• [WHAT YOU HAVE TO DO]: Scan the records for the string "struct", then copy each line that has it.

• [RECORDED DATA]:

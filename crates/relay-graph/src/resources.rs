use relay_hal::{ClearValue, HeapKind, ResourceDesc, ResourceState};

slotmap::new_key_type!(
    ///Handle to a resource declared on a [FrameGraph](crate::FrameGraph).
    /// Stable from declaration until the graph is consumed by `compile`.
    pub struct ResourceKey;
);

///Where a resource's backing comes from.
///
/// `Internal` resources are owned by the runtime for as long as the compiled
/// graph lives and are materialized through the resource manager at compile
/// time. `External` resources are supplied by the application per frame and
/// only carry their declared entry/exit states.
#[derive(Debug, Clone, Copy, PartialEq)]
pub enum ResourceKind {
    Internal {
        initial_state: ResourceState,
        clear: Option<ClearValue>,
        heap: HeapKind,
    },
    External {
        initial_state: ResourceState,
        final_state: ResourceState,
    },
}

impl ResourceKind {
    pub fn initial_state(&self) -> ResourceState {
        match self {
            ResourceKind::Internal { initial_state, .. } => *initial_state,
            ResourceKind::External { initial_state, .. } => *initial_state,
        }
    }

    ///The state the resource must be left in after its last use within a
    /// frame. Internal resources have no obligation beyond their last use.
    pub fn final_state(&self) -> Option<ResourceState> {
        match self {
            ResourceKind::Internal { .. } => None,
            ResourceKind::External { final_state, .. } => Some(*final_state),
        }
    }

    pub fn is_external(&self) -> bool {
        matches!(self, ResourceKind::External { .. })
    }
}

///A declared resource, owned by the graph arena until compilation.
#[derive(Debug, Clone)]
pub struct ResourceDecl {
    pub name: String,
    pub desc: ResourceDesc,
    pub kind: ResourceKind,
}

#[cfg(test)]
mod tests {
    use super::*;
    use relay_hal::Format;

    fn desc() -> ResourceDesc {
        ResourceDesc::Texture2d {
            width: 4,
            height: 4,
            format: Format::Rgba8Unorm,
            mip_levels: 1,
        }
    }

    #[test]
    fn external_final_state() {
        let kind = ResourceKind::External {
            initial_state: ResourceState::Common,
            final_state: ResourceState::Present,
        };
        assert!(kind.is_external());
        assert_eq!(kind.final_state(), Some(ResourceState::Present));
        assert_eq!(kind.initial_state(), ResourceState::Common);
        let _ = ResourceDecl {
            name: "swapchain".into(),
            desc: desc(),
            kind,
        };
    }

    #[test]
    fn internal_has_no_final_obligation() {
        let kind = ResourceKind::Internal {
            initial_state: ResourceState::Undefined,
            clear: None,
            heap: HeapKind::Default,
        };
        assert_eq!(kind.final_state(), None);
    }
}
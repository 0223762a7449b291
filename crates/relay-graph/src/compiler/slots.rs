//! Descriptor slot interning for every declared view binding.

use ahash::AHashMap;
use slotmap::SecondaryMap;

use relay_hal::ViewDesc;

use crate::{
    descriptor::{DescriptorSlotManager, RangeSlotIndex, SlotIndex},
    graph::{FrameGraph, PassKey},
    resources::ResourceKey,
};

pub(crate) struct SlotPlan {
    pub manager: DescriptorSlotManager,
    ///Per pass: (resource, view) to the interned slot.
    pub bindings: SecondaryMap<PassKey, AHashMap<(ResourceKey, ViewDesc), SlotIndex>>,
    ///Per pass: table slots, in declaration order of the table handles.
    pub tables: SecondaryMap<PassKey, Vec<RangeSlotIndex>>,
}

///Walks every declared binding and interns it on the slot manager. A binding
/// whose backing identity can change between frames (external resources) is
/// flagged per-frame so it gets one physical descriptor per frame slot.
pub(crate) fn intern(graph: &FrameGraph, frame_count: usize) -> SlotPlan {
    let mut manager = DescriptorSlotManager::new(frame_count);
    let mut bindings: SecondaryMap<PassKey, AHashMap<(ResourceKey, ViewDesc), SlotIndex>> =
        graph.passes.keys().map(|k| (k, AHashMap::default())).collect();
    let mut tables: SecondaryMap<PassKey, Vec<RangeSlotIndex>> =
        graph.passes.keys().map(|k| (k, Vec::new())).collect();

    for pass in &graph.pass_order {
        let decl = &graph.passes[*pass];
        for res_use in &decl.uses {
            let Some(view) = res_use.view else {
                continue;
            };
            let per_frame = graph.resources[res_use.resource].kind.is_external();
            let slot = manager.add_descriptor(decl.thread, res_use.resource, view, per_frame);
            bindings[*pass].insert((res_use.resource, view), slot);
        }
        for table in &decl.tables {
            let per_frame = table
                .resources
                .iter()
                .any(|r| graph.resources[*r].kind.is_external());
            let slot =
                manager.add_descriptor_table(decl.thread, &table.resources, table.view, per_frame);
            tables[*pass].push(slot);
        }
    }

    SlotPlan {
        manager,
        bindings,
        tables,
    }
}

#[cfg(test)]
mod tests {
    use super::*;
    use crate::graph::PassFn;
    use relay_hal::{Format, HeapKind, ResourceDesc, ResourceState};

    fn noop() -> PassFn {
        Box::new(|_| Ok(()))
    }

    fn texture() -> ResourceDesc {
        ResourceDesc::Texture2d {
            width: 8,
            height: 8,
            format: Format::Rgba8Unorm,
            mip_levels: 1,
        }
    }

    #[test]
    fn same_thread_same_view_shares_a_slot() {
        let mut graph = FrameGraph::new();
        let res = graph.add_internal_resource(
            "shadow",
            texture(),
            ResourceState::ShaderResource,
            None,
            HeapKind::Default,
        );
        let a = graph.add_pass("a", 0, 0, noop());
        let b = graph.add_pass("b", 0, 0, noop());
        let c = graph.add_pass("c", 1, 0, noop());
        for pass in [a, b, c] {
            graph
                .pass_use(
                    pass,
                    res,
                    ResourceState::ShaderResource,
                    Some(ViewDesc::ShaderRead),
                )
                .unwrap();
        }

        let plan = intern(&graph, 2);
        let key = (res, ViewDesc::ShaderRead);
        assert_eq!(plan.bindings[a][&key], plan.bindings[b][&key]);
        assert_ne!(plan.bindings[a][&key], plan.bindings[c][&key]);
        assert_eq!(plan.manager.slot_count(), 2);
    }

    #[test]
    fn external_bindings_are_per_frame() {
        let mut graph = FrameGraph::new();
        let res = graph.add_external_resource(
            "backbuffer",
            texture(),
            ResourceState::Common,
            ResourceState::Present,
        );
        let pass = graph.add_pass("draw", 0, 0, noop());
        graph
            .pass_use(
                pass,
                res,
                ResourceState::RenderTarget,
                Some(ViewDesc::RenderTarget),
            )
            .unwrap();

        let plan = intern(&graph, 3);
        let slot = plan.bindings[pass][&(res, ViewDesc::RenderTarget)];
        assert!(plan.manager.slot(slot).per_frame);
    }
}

• [ANSWER TO THIS PROBLEM]:
    pub struct ResourceKey;
pub struct ResourceDecl {
pub(crate) struct SlotPlan {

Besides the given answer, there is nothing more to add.